Another firm, VIPRE Security Group, reports that 40 percent of BEC emails are now completely AI generated. “As AI technology advances, the potential for BEC attacks grows exponentially”, said Usman Choudhary, their Chief Product and Technology Officer.

AI Romance Scam ChatBots Will Proliferate

A prominent Nigerian Yahoo Boy recently posted a video on his YouTube channel. The shocking video shows a fully automated AI chatbot communicating directly with a victim. The victim believes she is talking to her love interest – a military doctor based overseas. In reality, she is talking to a chatbot controlled by the scammer.

These chatbots give the scammer the ability to converse fluently with the victim without an accent to build the believability of the scam. Experts warn that the use of fully autonomous AI chatbots will proliferate in 2025.

Pig Butchering Operations Will Shift To AI Schemes

Imagine a wall of mobile phones, scamming thousands of victims across the world each minute. Videos on social media and posted on Telegram show that this is now a reality and it is a new technique being used by scam compounds to scale up their operations.

The AI software called “Instagram Automatic Fans” blasts messages to thousands of people a minute to ensnare them into pig butchering scams. One message reads “My friend recommended you. How are you?”. The same message is sent over and over again.

Criminal syndicates involved in pig butchering will leverage AI-powered deepfake technology for video calls, voice clones, and chatbots to vastly scale up their operations in 2025.

AI Deepfake Extortion Scams Will Target High Profile Executives

In Singapore, scammers recently orchestrated a deepfake email extortion plot targeting 100 public servants from 30 government agencies including Cabinet ministers.

The email demanded they pay $50,000 in cryptocurrency or face the consequences of deepfake videos that showed them in compromising situations. If they didn’t pay, the scammers promised to release the videos and destroy their reputations. The scammers created those convincing fakes using public photos from LinkedIn and YouTube.

With AI-driven deepfake software becoming more accessible, these deepfake extortion scams will likely spread to corporations across the world targeting their most high-profile executives.

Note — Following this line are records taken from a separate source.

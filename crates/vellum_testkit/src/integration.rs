//! End-to-end recovery checks.
//!
//! [`RecoveryHarness`] runs the full write-ahead contract: every
//! mutation goes to the log first and to a live in-memory store
//! second, the way a storage engine applies changes during normal
//! operation. Tests then crash the log with file surgery, replay it
//! into fresh stores, and compare the result against the state the
//! committed operations built.

use std::collections::BTreeSet;
use std::path::Path;
use std::sync::Arc;

use vellum_wal::{
    restore, FileId, IndexOp, IndexOpKind, LogManager, Lsn, MemoryIndexStorage, MemoryPageStore,
    OperationId, PageHandle, PageOp, PageOpKind, PageStore, RecordBody, RecordReference,
    RecoveryReport, WalConfig,
};

use crate::fixtures::{small_config, TestLog};

/// Page size the harness stores use. Small enough that page image
/// comparisons stay cheap.
pub const HARNESS_PAGE_SIZE: usize = 256;

/// A log plus the live stores a storage engine would keep in front of
/// it.
pub struct RecoveryHarness {
    log: TestLog,
    pages: MemoryPageStore,
    indexes: MemoryIndexStorage,
    files: BTreeSet<FileId>,
}

impl RecoveryHarness {
    /// Builds a harness over [`small_config`].
    #[must_use]
    pub fn new() -> Self {
        Self::with_config(small_config())
    }

    /// Builds a harness with the given log configuration.
    #[must_use]
    pub fn with_config(config: WalConfig) -> Self {
        Self {
            log: TestLog::with_config(config),
            pages: MemoryPageStore::new(HARNESS_PAGE_SIZE),
            indexes: MemoryIndexStorage::new(),
            files: BTreeSet::new(),
        }
    }

    /// The log under test, for producer threads.
    #[must_use]
    pub fn manager(&self) -> Arc<LogManager> {
        self.log.manager()
    }

    /// Registers a data file with the live store.
    pub fn create_file(&mut self, file: FileId) {
        self.pages.create_file(file);
        self.files.insert(file);
    }

    /// Starts a logical operation.
    pub fn begin(&self) -> OperationId {
        self.log.begin_operation().expect("failed to begin an operation")
    }

    /// Commits an operation and waits for the commit to become
    /// durable.
    pub fn commit(&self, operation_id: OperationId) -> Lsn {
        let lsn = self
            .log
            .end_operation(operation_id, false)
            .expect("failed to end the operation");
        self.log.wait_durable(lsn).expect("failed to wait for durability");
        lsn
    }

    /// Marks an operation rolled back.
    pub fn abort(&self, operation_id: OperationId) -> Lsn {
        self.log
            .end_operation(operation_id, true)
            .expect("failed to end the operation")
    }

    /// Flushes the log.
    pub fn flush(&self) {
        self.log.flush().expect("failed to flush the log");
    }

    /// Logs one directory pointer write, then applies it to the live
    /// page. Log first, page second: the write-ahead contract.
    pub fn set_pointer(
        &mut self,
        operation_id: OperationId,
        file: FileId,
        page_index: u64,
        slot_offset: u16,
        new: u64,
    ) -> Lsn {
        let mut page = self.read_or_fresh(file, page_index);
        let old = page
            .read_u64(usize::from(slot_offset))
            .expect("slot is outside the page");
        let op = PageOp {
            operation_id,
            file,
            page_index,
            prev_page_lsn: page.lsn(),
            kind: PageOpKind::DirectoryPointerSet {
                slot_offset,
                old,
                new,
            },
        };
        let lsn = self
            .log
            .log(RecordBody::Page(op.clone()))
            .expect("failed to log the mutation");
        op.redo(&mut page, lsn).expect("live apply failed");
        page.set_lsn(lsn);
        self.pages
            .write_page(file, page_index, &page)
            .expect("failed to write the live page");
        lsn
    }

    /// Logs one single-value index put, then applies it live.
    pub fn put_index_value(
        &mut self,
        operation_id: OperationId,
        index_id: u32,
        key: Option<Vec<u8>>,
        value: RecordReference,
    ) -> Lsn {
        let old = self.indexes.value(index_id, key.as_deref());
        let op = IndexOp {
            operation_id,
            index_id,
            key_serializer: 0,
            encryption: None,
            key,
            kind: IndexOpKind::ValuePut { old, new: value },
        };
        let lsn = self
            .log
            .log(RecordBody::Index(op.clone()))
            .expect("failed to log the index change");
        op.redo(&mut self.indexes, lsn).expect("live apply failed");
        lsn
    }

    /// One live slot value.
    #[must_use]
    pub fn slot(&mut self, file: FileId, page_index: u64, slot_offset: u16) -> u64 {
        self.read_or_fresh(file, page_index)
            .read_u64(usize::from(slot_offset))
            .expect("slot is outside the page")
    }

    /// Raw bytes of one live page.
    #[must_use]
    pub fn page_image(&mut self, file: FileId, page_index: u64) -> Vec<u8> {
        self.read_or_fresh(file, page_index).into_bytes()
    }

    /// Closes the log, hands the directory to `damage`, reopens.
    pub fn crash_and_restart<F>(&mut self, damage: F)
    where
        F: FnOnce(&Path),
    {
        self.log.reopen_after(damage);
    }

    /// Replays the whole log into fresh stores.
    #[must_use]
    pub fn replay(&self) -> (MemoryPageStore, MemoryIndexStorage, RecoveryReport) {
        let mut pages = MemoryPageStore::new(HARNESS_PAGE_SIZE);
        for file in &self.files {
            pages.create_file(*file);
        }
        let mut indexes = MemoryIndexStorage::new();
        let report = restore(&self.log, self.log.begin_lsn(), &mut pages, &mut indexes)
            .expect("replay failed");
        (pages, indexes, report)
    }

    /// Replays into the live stores, the restart path an engine takes
    /// when its caches survived.
    pub fn replay_into_live(&mut self) -> RecoveryReport {
        let from = self.log.begin_lsn();
        restore(&self.log, from, &mut self.pages, &mut self.indexes).expect("replay failed")
    }

    fn read_or_fresh(&mut self, file: FileId, page_index: u64) -> PageHandle {
        self.pages
            .read_page(file, page_index)
            .expect("failed to read the live page")
            .unwrap_or_else(|| PageHandle::new(HARNESS_PAGE_SIZE))
    }
}

impl Default for RecoveryHarness {
    fn default() -> Self {
        Self::new()
    }
}

impl std::fmt::Debug for RecoveryHarness {
    fn fmt(&self, f: &mut std::fmt::Formatter<'_>) -> std::fmt::Result {
        f.debug_struct("RecoveryHarness")
            .field("files", &self.files)
            .finish_non_exhaustive()
    }
}

#[cfg(test)]
mod tests {
    use super::*;
    use crate::crash::{append_garbage, tear_segment_tail};
    use vellum_wal::EncryptionConfig;

    #[test]
    fn replay_rebuilds_committed_state() {
        let mut harness = RecoveryHarness::new();
        let directory = FileId::new(4);
        let tree = FileId::new(9);
        harness.create_file(directory);
        harness.create_file(tree);

        let operation = harness.begin();
        harness.set_pointer(operation, directory, 0, 32, 11);
        harness.set_pointer(operation, tree, 2, 48, 22);
        harness.commit(operation);

        let (mut pages, _, report) = harness.replay();
        assert_eq!(report.operations_committed, 1);
        assert_eq!(report.records_redone, 2);

        let replayed = pages.read_page(directory, 0).unwrap().unwrap();
        assert_eq!(replayed.read_u64(32).unwrap(), 11);
        assert_eq!(replayed.as_bytes(), harness.page_image(directory, 0));

        let replayed = pages.read_page(tree, 2).unwrap().unwrap();
        assert_eq!(replayed.read_u64(48).unwrap(), 22);
        assert_eq!(replayed.as_bytes(), harness.page_image(tree, 2));
    }

    #[test]
    fn concurrent_commits_replay_identically() {
        let mut harness = RecoveryHarness::new();
        let left = FileId::new(11);
        let right = FileId::new(12);
        harness.create_file(left);
        harness.create_file(right);

        let mut workers = Vec::new();
        for file in [left, right] {
            let manager = harness.manager();
            workers.push(std::thread::spawn(move || {
                let operation_id = manager.begin_operation().unwrap();
                let mut prev = Lsn::ZERO;
                for value in 1..=20u64 {
                    let op = PageOp {
                        operation_id,
                        file,
                        page_index: 0,
                        prev_page_lsn: prev,
                        kind: PageOpKind::DirectoryPointerSet {
                            slot_offset: 40,
                            old: value - 1,
                            new: value,
                        },
                    };
                    prev = manager.log(RecordBody::Page(op)).unwrap();
                }
                let end = manager.end_operation(operation_id, false).unwrap();
                manager.wait_durable(end).unwrap();
            }));
        }
        for worker in workers {
            worker.join().unwrap();
        }

        let (mut first, _, report) = harness.replay();
        let (mut second, _, _) = harness.replay();
        assert_eq!(report.operations_committed, 2);
        assert_eq!(report.records_redone, 40);

        for file in [left, right] {
            let replayed = first.read_page(file, 0).unwrap().unwrap();
            assert_eq!(replayed.read_u64(40).unwrap(), 20);
            let again = second.read_page(file, 0).unwrap().unwrap();
            assert_eq!(again.as_bytes(), replayed.as_bytes());
        }
    }

    #[test]
    fn aborted_and_incomplete_operations_are_undone_everywhere() {
        let mut harness = RecoveryHarness::new();
        let file = FileId::new(5);
        harness.create_file(file);

        let committed = harness.begin();
        harness.set_pointer(committed, file, 0, 64, 7);
        harness.commit(committed);

        let aborted = harness.begin();
        harness.set_pointer(aborted, file, 0, 64, 13);
        harness.abort(aborted);

        let incomplete = harness.begin();
        harness.set_pointer(incomplete, file, 0, 64, 21);
        harness.flush();

        // The live page carries the latest write before replay.
        assert_eq!(harness.slot(file, 0, 64), 21);

        let (mut fresh, _, report) = harness.replay();
        assert_eq!(report.operations_committed, 1);
        assert_eq!(report.operations_rolled_back, 1);
        assert_eq!(report.operations_incomplete, 1);
        let page = fresh.read_page(file, 0).unwrap().unwrap();
        assert_eq!(page.read_u64(64).unwrap(), 7);

        // Replaying into the live store unwinds the page to the same
        // image, byte for byte.
        harness.replay_into_live();
        assert_eq!(harness.page_image(file, 0), page.as_bytes());
    }

    #[test]
    fn torn_tail_loses_only_uncommitted_work() {
        crate::fixtures::init_test_logging();
        let mut harness = RecoveryHarness::new();
        let stable = FileId::new(2);
        let doomed = FileId::new(3);
        harness.create_file(stable);
        harness.create_file(doomed);

        let committed = harness.begin();
        for value in 1..=5u64 {
            harness.set_pointer(committed, stable, 0, 80, value);
        }
        harness.commit(committed);

        // This operation's page never survives the crash.
        let lost = harness.begin();
        harness.set_pointer(lost, doomed, 0, 80, 99);
        harness.crash_and_restart(|dir| {
            tear_segment_tail(dir, 1, 512).unwrap();
        });

        let (mut pages, _, report) = harness.replay();
        assert_eq!(report.operations_committed, 1);
        assert_eq!(report.operations_incomplete, 0);

        let page = pages.read_page(stable, 0).unwrap().unwrap();
        assert_eq!(page.read_u64(80).unwrap(), 5);
        assert!(pages.read_page(doomed, 0).unwrap().is_none());
    }

    #[test]
    fn index_changes_follow_their_operations() {
        let mut harness = RecoveryHarness::new();
        let target = RecordReference::new(4, 400);
        let doomed = RecordReference::new(5, 500);

        let keeper = harness.begin();
        harness.put_index_value(keeper, 1, Some(b"alpha".to_vec()), target);
        harness.commit(keeper);

        let aborted = harness.begin();
        harness.put_index_value(aborted, 1, Some(b"beta".to_vec()), doomed);
        harness.abort(aborted);
        harness.flush();

        let (_, indexes, report) = harness.replay();
        assert_eq!(report.operations_rolled_back, 1);
        assert_eq!(indexes.value(1, Some(b"alpha".as_slice())), Some(target));
        assert_eq!(indexes.value(1, Some(b"beta".as_slice())), None);
    }

    #[test]
    fn encrypted_log_replays_after_a_crash() {
        crate::fixtures::init_test_logging();
        let config = small_config().encryption(EncryptionConfig::new([0x11; 16], [0x22; 16]));
        let mut harness = RecoveryHarness::with_config(config);
        let file = FileId::new(6);
        harness.create_file(file);

        let operation = harness.begin();
        for value in 1..=3u64 {
            harness.set_pointer(operation, file, 0, 96, value);
        }
        harness.commit(operation);

        // Garbage past the last sealed page is discarded on reopen.
        harness.crash_and_restart(|dir| {
            append_garbage(dir, 1, 700).unwrap();
        });

        let (mut pages, _, report) = harness.replay();
        assert_eq!(report.operations_committed, 1);
        let page = pages.read_page(file, 0).unwrap().unwrap();
        assert_eq!(page.read_u64(96).unwrap(), 3);
    }
}
//! Application targets for redo and undo.
//!
//! Replay does not know what a data page means. It only needs a page it
//! can read and stamp with a position, a store that hands pages out by
//! file and index, and an index surface it can push compensating
//! changes through. The traits here are those seams; the in-memory
//! implementations back tests and recovery drills.

use std::collections::{BTreeMap, HashMap};

use crate::error::{WalError, WalResult};
use crate::lsn::Lsn;
use crate::types::{FileId, RecordReference};

/// Bytes reserved at the head of every data page: a 12 byte position
/// stamp plus 4 spare bytes. Payload offsets are relative to this.
pub const PAGE_PAYLOAD_OFFSET: usize = 16;

/// One data page held in memory while a mutation is applied to it.
///
/// The first bytes of the raw page store the position of the last
/// record applied to it; replay compares and stamps it through
/// [`PageHandle::lsn`] and [`PageHandle::set_lsn`]. Everything else is
/// payload, addressed relative to the end of the reserved area.
#[derive(Debug, Clone, PartialEq, Eq)]
pub struct PageHandle {
    data: Vec<u8>,
}

impl PageHandle {
    /// Creates a zeroed page of `size` bytes. Its position stamp reads
    /// as [`Lsn::ZERO`], older than any record.
    #[must_use]
    pub fn new(size: usize) -> Self {
        debug_assert!(size >= PAGE_PAYLOAD_OFFSET);
        Self {
            data: vec![0u8; size],
        }
    }

    /// Wraps raw page bytes.
    pub fn from_bytes(data: Vec<u8>) -> WalResult<Self> {
        if data.len() < PAGE_PAYLOAD_OFFSET {
            return Err(WalError::invalid_state(format!(
                "page of {} bytes is smaller than the reserved header",
                data.len()
            )));
        }
        Ok(Self { data })
    }

    /// Position of the last record applied to this page.
    #[must_use]
    pub fn lsn(&self) -> Lsn {
        let mut segment = [0u8; 8];
        segment.copy_from_slice(&self.data[0..8]);
        let mut position = [0u8; 4];
        position.copy_from_slice(&self.data[8..12]);
        Lsn::new(u64::from_le_bytes(segment), u32::from_le_bytes(position))
    }

    /// Stamps the page with the position of the record just applied.
    pub fn set_lsn(&mut self, lsn: Lsn) {
        self.data[0..8].copy_from_slice(&lsn.segment.to_le_bytes());
        self.data[8..12].copy_from_slice(&lsn.position.to_le_bytes());
    }

    /// Payload bytes available past the reserved header.
    #[must_use]
    pub fn capacity(&self) -> usize {
        self.data.len() - PAGE_PAYLOAD_OFFSET
    }

    fn check_range(&self, offset: usize, len: usize) -> WalResult<usize> {
        let capacity = self.capacity();
        if offset.checked_add(len).is_none_or(|end| end > capacity) {
            return Err(WalError::PageOutOfBounds {
                offset,
                len,
                capacity,
            });
        }
        Ok(PAGE_PAYLOAD_OFFSET + offset)
    }

    /// Reads a little-endian u64 at a payload offset.
    pub fn read_u64(&self, offset: usize) -> WalResult<u64> {
        let at = self.check_range(offset, 8)?;
        let mut bytes = [0u8; 8];
        bytes.copy_from_slice(&self.data[at..at + 8]);
        Ok(u64::from_le_bytes(bytes))
    }

    /// Writes a little-endian u64 at a payload offset.
    pub fn write_u64(&mut self, offset: usize, value: u64) -> WalResult<()> {
        let at = self.check_range(offset, 8)?;
        self.data[at..at + 8].copy_from_slice(&value.to_le_bytes());
        Ok(())
    }

    /// Reads payload bytes.
    pub fn read_bytes(&self, offset: usize, len: usize) -> WalResult<&[u8]> {
        let at = self.check_range(offset, len)?;
        Ok(&self.data[at..at + len])
    }

    /// Writes payload bytes.
    pub fn write_bytes(&mut self, offset: usize, bytes: &[u8]) -> WalResult<()> {
        let at = self.check_range(offset, bytes.len())?;
        self.data[at..at + bytes.len()].copy_from_slice(bytes);
        Ok(())
    }

    /// Raw page bytes, header included.
    #[must_use]
    pub fn as_bytes(&self) -> &[u8] {
        &self.data
    }

    /// Consumes the handle, returning the raw page bytes.
    #[must_use]
    pub fn into_bytes(self) -> Vec<u8> {
        self.data
    }
}

/// Store replay reads data pages from and writes them back to.
pub trait PageStore {
    /// Whether the store knows the file at all.
    fn has_file(&self, file: FileId) -> bool;

    /// Reads a page. `None` means the file exists but the page was
    /// never materialized.
    fn read_page(&mut self, file: FileId, page_index: u64) -> WalResult<Option<PageHandle>>;

    /// Writes a page back, materializing it if needed.
    fn write_page(&mut self, file: FileId, page_index: u64, page: &PageHandle) -> WalResult<()>;

    /// Size of pages this store hands out.
    fn page_size(&self) -> usize;
}

/// Surface replay pushes index changes through.
///
/// Single-value entry points return the prior value so replay can check
/// it against the recorded expectation. Multi-value entry points have
/// set semantics: adding an entry twice keeps one copy.
pub trait IndexStorage {
    /// Sets the value under a key, returning the previous one.
    fn put_value(
        &mut self,
        index: u32,
        key: Option<&[u8]>,
        value: RecordReference,
    ) -> WalResult<Option<RecordReference>>;

    /// Removes the value under a key, returning it.
    fn remove_value(
        &mut self,
        index: u32,
        key: Option<&[u8]>,
    ) -> WalResult<Option<RecordReference>>;

    /// Adds one entry to a multi-value key. Returns `false` when the
    /// entry was already present.
    fn add_entry(
        &mut self,
        index: u32,
        key: Option<&[u8]>,
        value: RecordReference,
    ) -> WalResult<bool>;

    /// Removes one entry from a multi-value key. Returns `false` when
    /// the entry was not present.
    fn remove_entry(
        &mut self,
        index: u32,
        key: Option<&[u8]>,
        value: RecordReference,
    ) -> WalResult<bool>;
}

/// Page store backed by process memory.
#[derive(Debug, Default)]
pub struct MemoryPageStore {
    page_size: usize,
    files: HashMap<FileId, BTreeMap<u64, PageHandle>>,
}

impl MemoryPageStore {
    /// Creates a store handing out pages of `page_size` bytes.
    #[must_use]
    pub fn new(page_size: usize) -> Self {
        Self {
            page_size,
            files: HashMap::new(),
        }
    }

    /// Registers a file so pages can be read from and written to it.
    pub fn create_file(&mut self, file: FileId) {
        self.files.entry(file).or_default();
    }

    /// Pages currently materialized in a file.
    #[must_use]
    pub fn page_count(&self, file: FileId) -> usize {
        self.files.get(&file).map_or(0, BTreeMap::len)
    }
}

impl PageStore for MemoryPageStore {
    fn has_file(&self, file: FileId) -> bool {
        self.files.contains_key(&file)
    }

    fn read_page(&mut self, file: FileId, page_index: u64) -> WalResult<Option<PageHandle>> {
        Ok(self
            .files
            .get(&file)
            .and_then(|pages| pages.get(&page_index))
            .cloned())
    }

    fn write_page(&mut self, file: FileId, page_index: u64, page: &PageHandle) -> WalResult<()> {
        let Some(pages) = self.files.get_mut(&file) else {
            return Err(WalError::invalid_state(format!(
                "write to unknown {file}"
            )));
        };
        pages.insert(page_index, page.clone());
        Ok(())
    }

    fn page_size(&self) -> usize {
        self.page_size
    }
}

type IndexKey = (u32, Option<Vec<u8>>);

/// Index storage backed by process memory.
#[derive(Debug, Default)]
pub struct MemoryIndexStorage {
    values: HashMap<IndexKey, RecordReference>,
    entries: HashMap<IndexKey, Vec<RecordReference>>,
}

impl MemoryIndexStorage {
    /// Creates an empty storage.
    #[must_use]
    pub fn new() -> Self {
        Self::default()
    }

    /// Current single value under a key.
    #[must_use]
    pub fn value(&self, index: u32, key: Option<&[u8]>) -> Option<RecordReference> {
        self.values.get(&(index, key.map(<[u8]>::to_vec))).copied()
    }

    /// Current multi-value entries under a key.
    #[must_use]
    pub fn entries(&self, index: u32, key: Option<&[u8]>) -> Vec<RecordReference> {
        self.entries
            .get(&(index, key.map(<[u8]>::to_vec)))
            .cloned()
            .unwrap_or_default()
    }
}

impl IndexStorage for MemoryIndexStorage {
    fn put_value(
        &mut self,
        index: u32,
        key: Option<&[u8]>,
        value: RecordReference,
    ) -> WalResult<Option<RecordReference>> {
        Ok(self.values.insert((index, key.map(<[u8]>::to_vec)), value))
    }

    fn remove_value(
        &mut self,
        index: u32,
        key: Option<&[u8]>,
    ) -> WalResult<Option<RecordReference>> {
        Ok(self.values.remove(&(index, key.map(<[u8]>::to_vec))))
    }

    fn add_entry(
        &mut self,
        index: u32,
        key: Option<&[u8]>,
        value: RecordReference,
    ) -> WalResult<bool> {
        let entries = self
            .entries
            .entry((index, key.map(<[u8]>::to_vec)))
            .or_default();
        if entries.contains(&value) {
            return Ok(false);
        }
        entries.push(value);
        Ok(true)
    }

    fn remove_entry(
        &mut self,
        index: u32,
        key: Option<&[u8]>,
        value: RecordReference,
    ) -> WalResult<bool> {
        let Some(entries) = self.entries.get_mut(&(index, key.map(<[u8]>::to_vec))) else {
            return Ok(false);
        };
        let before = entries.len();
        entries.retain(|entry| *entry != value);
        Ok(entries.len() != before)
    }
}

#[cfg(test)]
mod tests {
    use super::*;

    #[test]
    fn fresh_page_reads_as_zero_lsn() {
        let page = PageHandle::new(256);
        assert_eq!(page.lsn(), Lsn::ZERO);
        assert_eq!(page.capacity(), 256 - PAGE_PAYLOAD_OFFSET);
    }

    #[test]
    fn lsn_stamp_round_trips() {
        let mut page = PageHandle::new(128);
        page.set_lsn(Lsn::new(3, 4118));
        assert_eq!(page.lsn(), Lsn::new(3, 4118));
        // Stamping does not disturb the payload.
        assert_eq!(page.read_u64(0).unwrap(), 0);
    }

    #[test]
    fn payload_accessors_are_relative() {
        let mut page = PageHandle::new(128);
        page.write_u64(8, 0xdead_beef).unwrap();
        assert_eq!(page.read_u64(8).unwrap(), 0xdead_beef);

        page.write_bytes(32, b"abc").unwrap();
        assert_eq!(page.read_bytes(32, 3).unwrap(), b"abc");

        // Raw byte 16+8 holds the low byte of the u64.
        assert_eq!(page.as_bytes()[PAGE_PAYLOAD_OFFSET + 8], 0xef);
    }

    #[test]
    fn out_of_bounds_access_is_rejected() {
        let mut page = PageHandle::new(64);
        let capacity = page.capacity();
        assert!(matches!(
            page.read_u64(capacity),
            Err(WalError::PageOutOfBounds { .. })
        ));
        assert!(page.write_u64(capacity - 8, 1).is_ok());
        assert!(page.write_u64(capacity - 7, 1).is_err());
    }

    #[test]
    fn from_bytes_rejects_tiny_pages() {
        assert!(PageHandle::from_bytes(vec![0u8; 8]).is_err());
        assert!(PageHandle::from_bytes(vec![0u8; 64]).is_ok());
    }

    #[test]
    fn memory_store_round_trips_pages() {
        let mut store = MemoryPageStore::new(128);
        let file = FileId::new(1);
        store.create_file(file);
        assert!(store.has_file(file));
        assert!(!store.has_file(FileId::new(2)));

        assert!(store.read_page(file, 0).unwrap().is_none());

        let mut page = PageHandle::new(128);
        page.write_u64(0, 77).unwrap();
        store.write_page(file, 0, &page).unwrap();

        let back = store.read_page(file, 0).unwrap().unwrap();
        assert_eq!(back.read_u64(0).unwrap(), 77);
        assert_eq!(store.page_count(file), 1);
    }

    #[test]
    fn memory_index_single_values() {
        let mut storage = MemoryIndexStorage::new();
        let value = RecordReference::new(12, 38);

        assert_eq!(storage.put_value(45, Some(b"key"), value).unwrap(), None);
        assert_eq!(storage.value(45, Some(b"key")), Some(value));

        let replaced = RecordReference::new(12, 40);
        assert_eq!(
            storage.put_value(45, Some(b"key"), replaced).unwrap(),
            Some(value)
        );
        assert_eq!(
            storage.remove_value(45, Some(b"key")).unwrap(),
            Some(replaced)
        );
        assert_eq!(storage.value(45, Some(b"key")), None);
    }

    #[test]
    fn memory_index_null_keys_are_distinct() {
        let mut storage = MemoryIndexStorage::new();
        let a = RecordReference::new(1, 1);
        let b = RecordReference::new(2, 2);

        storage.put_value(9, None, a).unwrap();
        storage.put_value(9, Some(b""), b).unwrap();

        assert_eq!(storage.value(9, None), Some(a));
        assert_eq!(storage.value(9, Some(b"")), Some(b));
    }

    #[test]
    fn memory_index_entries_have_set_semantics() {
        let mut storage = MemoryIndexStorage::new();
        let value = RecordReference::new(3, 5);

        assert!(storage.add_entry(7, Some(b"k"), value).unwrap());
        assert!(!storage.add_entry(7, Some(b"k"), value).unwrap());
        assert_eq!(storage.entries(7, Some(b"k")), vec![value]);

        assert!(storage.remove_entry(7, Some(b"k"), value).unwrap());
        assert!(!storage.remove_entry(7, Some(b"k"), value).unwrap());
        assert!(storage.entries(7, Some(b"k")).is_empty());
    }
}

Deepfake Digital Arrest Impersonation Scam Wave Will Hit US

With over 92,000 deepfake digital arrest cases reported in India since January 2024, cybersecurity experts warn this could be the next major fraud trend to hit Western nations.

In these scams, people posing as federal law enforcement officials psychologically manipulate victims through manufactured legal emergencies, isolate them, and demand ransoms or manipulate the victim into transferring their life savings to them. The scammers will at times use deepfake video and audio clips of government officials to make the scam more believable.

The scammers often operate from scam compounds in Myanmar and Cambodia and have refined their tactics by leveraging deepfakes. Indian authorities have been able to trace 40% of the new wave of digital arrests to Southeast Asia.

Just as pig butchering schemes migrated to the US in 2021, some believe these digital arrest deepfake scams will migrate in 2025.

A Watershed Moment In Financial Crime

The rise of AI scams represents a watershed moment in financial crime. While banks and fintechs are rushing to prepare defenses against it, criminals are simply moving faster.

With accessible AI available for as little as $20 a month, and new fraud as a service operations expanding rapidly 2025 promises to be a major turning point in scams.

The future of AI scams has arrived, and it just may speak in a voice that sounds exactly like yours.